Scan the material below and copy every line holding the word "Luma".

━━━━━ Supplied material ━━━━━

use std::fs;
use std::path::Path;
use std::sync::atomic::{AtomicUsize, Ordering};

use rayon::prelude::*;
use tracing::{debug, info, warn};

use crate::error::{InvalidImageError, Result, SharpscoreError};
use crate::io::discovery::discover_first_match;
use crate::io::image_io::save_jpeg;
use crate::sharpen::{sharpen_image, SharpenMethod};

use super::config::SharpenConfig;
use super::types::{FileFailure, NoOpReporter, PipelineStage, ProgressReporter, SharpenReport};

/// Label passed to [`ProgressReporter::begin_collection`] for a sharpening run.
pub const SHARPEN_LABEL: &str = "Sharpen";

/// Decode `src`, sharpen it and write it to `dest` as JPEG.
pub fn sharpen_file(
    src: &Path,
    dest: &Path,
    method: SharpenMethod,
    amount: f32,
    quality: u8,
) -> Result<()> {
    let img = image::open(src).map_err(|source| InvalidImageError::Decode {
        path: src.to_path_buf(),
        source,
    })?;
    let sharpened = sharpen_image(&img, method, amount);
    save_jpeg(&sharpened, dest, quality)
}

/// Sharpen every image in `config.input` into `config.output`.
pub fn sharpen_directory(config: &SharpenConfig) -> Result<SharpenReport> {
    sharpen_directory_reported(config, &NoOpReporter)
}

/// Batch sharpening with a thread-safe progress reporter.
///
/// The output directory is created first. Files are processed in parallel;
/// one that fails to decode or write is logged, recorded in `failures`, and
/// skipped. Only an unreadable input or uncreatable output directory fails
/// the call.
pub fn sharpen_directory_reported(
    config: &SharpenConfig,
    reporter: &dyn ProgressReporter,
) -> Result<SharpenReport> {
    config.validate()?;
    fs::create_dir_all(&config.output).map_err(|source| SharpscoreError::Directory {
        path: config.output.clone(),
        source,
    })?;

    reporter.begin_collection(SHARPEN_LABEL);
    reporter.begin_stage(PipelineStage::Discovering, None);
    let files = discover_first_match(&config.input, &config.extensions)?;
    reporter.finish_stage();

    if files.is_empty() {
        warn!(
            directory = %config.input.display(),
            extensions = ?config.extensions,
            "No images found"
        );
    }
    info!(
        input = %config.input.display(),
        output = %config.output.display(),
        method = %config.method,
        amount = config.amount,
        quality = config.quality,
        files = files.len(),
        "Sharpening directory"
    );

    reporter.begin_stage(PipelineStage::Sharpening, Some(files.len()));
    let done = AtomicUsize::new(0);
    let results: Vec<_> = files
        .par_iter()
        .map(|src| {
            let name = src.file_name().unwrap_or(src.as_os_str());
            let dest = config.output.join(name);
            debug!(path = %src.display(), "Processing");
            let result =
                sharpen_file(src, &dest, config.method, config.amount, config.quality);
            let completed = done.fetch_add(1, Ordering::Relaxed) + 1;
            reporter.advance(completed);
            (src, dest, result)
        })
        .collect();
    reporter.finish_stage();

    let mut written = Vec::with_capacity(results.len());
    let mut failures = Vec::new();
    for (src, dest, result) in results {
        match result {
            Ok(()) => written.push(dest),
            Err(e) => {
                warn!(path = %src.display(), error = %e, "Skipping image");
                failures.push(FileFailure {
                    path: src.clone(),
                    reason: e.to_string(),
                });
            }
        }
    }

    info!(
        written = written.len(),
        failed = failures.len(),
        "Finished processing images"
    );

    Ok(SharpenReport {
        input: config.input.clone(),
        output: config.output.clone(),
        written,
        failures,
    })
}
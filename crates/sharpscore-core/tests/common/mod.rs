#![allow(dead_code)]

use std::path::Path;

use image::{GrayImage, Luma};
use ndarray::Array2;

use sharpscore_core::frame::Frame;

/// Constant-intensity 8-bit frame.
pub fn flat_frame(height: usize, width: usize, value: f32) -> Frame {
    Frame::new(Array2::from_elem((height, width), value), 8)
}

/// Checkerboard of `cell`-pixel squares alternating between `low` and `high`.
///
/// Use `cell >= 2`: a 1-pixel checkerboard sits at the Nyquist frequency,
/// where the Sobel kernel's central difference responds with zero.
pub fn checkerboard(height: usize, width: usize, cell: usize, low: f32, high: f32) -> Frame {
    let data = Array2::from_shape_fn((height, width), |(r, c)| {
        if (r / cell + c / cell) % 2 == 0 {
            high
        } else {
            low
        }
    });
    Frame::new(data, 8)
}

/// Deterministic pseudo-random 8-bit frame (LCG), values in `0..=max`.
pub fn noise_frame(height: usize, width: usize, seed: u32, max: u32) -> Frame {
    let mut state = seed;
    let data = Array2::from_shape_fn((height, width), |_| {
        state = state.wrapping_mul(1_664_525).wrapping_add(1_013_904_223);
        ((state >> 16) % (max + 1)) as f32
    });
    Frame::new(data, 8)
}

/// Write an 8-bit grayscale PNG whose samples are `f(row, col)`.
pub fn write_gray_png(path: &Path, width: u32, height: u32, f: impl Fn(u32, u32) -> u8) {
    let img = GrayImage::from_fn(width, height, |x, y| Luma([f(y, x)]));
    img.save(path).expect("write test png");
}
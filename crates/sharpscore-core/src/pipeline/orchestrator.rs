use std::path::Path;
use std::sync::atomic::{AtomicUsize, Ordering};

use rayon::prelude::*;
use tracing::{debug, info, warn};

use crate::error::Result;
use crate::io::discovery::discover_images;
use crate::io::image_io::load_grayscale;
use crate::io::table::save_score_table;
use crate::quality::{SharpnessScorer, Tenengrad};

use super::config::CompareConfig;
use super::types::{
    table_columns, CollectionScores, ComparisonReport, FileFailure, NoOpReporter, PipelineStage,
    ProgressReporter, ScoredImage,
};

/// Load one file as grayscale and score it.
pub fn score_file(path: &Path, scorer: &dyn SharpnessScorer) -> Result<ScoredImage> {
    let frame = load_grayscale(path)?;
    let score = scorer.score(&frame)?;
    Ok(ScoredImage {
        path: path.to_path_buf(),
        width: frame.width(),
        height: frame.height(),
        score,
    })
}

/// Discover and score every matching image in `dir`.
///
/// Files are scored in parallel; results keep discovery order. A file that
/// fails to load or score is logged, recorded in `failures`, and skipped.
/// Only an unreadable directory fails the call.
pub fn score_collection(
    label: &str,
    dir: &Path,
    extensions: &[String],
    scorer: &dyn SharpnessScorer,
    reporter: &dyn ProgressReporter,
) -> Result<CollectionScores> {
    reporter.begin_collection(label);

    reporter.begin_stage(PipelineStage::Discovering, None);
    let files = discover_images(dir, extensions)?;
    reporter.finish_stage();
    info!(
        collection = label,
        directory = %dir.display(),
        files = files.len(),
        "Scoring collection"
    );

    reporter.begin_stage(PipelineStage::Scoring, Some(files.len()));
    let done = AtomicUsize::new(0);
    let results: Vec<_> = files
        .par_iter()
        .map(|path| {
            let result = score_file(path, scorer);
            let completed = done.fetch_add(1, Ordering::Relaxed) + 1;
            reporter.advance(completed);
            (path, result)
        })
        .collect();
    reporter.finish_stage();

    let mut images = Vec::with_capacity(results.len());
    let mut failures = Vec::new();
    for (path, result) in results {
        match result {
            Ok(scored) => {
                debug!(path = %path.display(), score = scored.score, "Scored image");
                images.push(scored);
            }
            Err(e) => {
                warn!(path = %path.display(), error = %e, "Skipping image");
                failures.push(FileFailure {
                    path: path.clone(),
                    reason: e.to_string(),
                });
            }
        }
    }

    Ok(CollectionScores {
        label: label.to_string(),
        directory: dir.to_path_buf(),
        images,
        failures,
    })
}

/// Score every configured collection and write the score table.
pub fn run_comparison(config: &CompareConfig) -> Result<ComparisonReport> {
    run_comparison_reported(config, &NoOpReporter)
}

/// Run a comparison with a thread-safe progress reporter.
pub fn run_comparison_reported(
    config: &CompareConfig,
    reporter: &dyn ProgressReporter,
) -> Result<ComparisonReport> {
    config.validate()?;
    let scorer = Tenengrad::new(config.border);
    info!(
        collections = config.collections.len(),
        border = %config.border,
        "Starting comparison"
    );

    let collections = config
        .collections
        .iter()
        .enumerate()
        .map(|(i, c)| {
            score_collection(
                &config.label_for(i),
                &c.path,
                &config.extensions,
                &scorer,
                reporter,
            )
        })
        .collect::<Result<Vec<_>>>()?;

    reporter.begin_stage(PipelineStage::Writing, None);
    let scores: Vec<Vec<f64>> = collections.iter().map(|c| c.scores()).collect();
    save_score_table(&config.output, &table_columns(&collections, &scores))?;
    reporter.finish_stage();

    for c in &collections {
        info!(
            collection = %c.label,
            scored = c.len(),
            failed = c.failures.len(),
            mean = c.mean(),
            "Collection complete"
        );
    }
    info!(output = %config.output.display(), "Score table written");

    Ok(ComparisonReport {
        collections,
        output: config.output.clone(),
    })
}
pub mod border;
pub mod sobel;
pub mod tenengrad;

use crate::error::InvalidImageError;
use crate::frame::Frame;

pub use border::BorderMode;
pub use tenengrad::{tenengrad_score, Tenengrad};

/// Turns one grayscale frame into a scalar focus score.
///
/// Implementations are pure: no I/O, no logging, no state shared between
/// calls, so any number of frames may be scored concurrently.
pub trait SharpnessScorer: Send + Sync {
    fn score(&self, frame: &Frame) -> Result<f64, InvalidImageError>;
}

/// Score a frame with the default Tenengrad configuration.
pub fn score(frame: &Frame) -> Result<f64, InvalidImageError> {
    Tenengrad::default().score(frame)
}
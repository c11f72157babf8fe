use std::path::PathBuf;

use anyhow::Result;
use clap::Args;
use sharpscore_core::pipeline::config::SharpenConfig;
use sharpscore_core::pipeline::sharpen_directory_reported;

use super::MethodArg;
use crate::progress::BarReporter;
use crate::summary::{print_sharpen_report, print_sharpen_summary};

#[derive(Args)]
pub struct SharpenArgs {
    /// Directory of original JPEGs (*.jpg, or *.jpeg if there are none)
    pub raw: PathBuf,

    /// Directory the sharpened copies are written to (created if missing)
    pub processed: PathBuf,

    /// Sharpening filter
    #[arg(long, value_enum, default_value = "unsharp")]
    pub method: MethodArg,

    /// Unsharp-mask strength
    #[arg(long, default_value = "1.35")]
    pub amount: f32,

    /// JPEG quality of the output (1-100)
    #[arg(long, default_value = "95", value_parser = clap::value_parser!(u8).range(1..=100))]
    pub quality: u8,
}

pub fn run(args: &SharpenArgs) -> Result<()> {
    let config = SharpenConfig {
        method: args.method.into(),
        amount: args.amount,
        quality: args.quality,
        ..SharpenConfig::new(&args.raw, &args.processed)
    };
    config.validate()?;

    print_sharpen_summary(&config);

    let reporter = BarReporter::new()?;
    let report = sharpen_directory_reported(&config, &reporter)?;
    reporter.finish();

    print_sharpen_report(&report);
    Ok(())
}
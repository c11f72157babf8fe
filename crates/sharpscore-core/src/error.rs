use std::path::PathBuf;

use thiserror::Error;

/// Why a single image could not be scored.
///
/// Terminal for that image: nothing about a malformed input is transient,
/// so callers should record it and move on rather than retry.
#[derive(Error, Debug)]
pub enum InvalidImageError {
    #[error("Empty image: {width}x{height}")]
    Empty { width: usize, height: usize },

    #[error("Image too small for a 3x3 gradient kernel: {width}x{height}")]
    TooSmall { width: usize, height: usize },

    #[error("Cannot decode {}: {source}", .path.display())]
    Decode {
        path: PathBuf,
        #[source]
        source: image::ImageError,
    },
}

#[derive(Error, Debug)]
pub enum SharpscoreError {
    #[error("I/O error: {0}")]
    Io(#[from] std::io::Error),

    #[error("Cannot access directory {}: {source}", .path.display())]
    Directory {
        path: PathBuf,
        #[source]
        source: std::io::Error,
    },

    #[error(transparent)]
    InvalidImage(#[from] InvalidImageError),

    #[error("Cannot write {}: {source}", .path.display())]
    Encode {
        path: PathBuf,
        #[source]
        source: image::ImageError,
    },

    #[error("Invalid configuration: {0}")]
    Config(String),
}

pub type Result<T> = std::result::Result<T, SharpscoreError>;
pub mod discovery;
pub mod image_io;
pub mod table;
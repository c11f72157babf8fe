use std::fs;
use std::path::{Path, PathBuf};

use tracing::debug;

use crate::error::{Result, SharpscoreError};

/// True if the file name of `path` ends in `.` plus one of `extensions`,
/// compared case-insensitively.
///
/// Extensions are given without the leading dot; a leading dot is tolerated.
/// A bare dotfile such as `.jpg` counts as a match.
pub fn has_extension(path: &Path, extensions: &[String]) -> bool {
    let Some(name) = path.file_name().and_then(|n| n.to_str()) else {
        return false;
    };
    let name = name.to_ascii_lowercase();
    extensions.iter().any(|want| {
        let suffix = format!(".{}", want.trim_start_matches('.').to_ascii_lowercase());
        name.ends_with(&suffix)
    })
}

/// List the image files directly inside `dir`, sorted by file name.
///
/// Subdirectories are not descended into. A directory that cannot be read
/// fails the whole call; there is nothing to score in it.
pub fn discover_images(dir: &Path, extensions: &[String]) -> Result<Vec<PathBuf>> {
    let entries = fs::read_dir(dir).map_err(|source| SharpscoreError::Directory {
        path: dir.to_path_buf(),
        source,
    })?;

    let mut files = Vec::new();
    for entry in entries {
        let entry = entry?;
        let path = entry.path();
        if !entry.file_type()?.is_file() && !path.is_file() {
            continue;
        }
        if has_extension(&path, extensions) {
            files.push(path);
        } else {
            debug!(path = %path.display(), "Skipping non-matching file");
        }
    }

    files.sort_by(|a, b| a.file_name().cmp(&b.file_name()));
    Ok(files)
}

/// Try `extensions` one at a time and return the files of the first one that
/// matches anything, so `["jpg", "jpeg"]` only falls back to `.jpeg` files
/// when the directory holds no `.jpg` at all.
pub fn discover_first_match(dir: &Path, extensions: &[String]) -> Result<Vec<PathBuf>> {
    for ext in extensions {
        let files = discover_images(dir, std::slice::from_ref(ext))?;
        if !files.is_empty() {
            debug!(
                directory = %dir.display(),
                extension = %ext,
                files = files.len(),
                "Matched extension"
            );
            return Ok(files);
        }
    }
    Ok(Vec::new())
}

━━━━━

Task solution —
use image::{GrayImage, Luma};
    let img = GrayImage::from_fn(width, height, |x, y| Luma([f(y, x)]));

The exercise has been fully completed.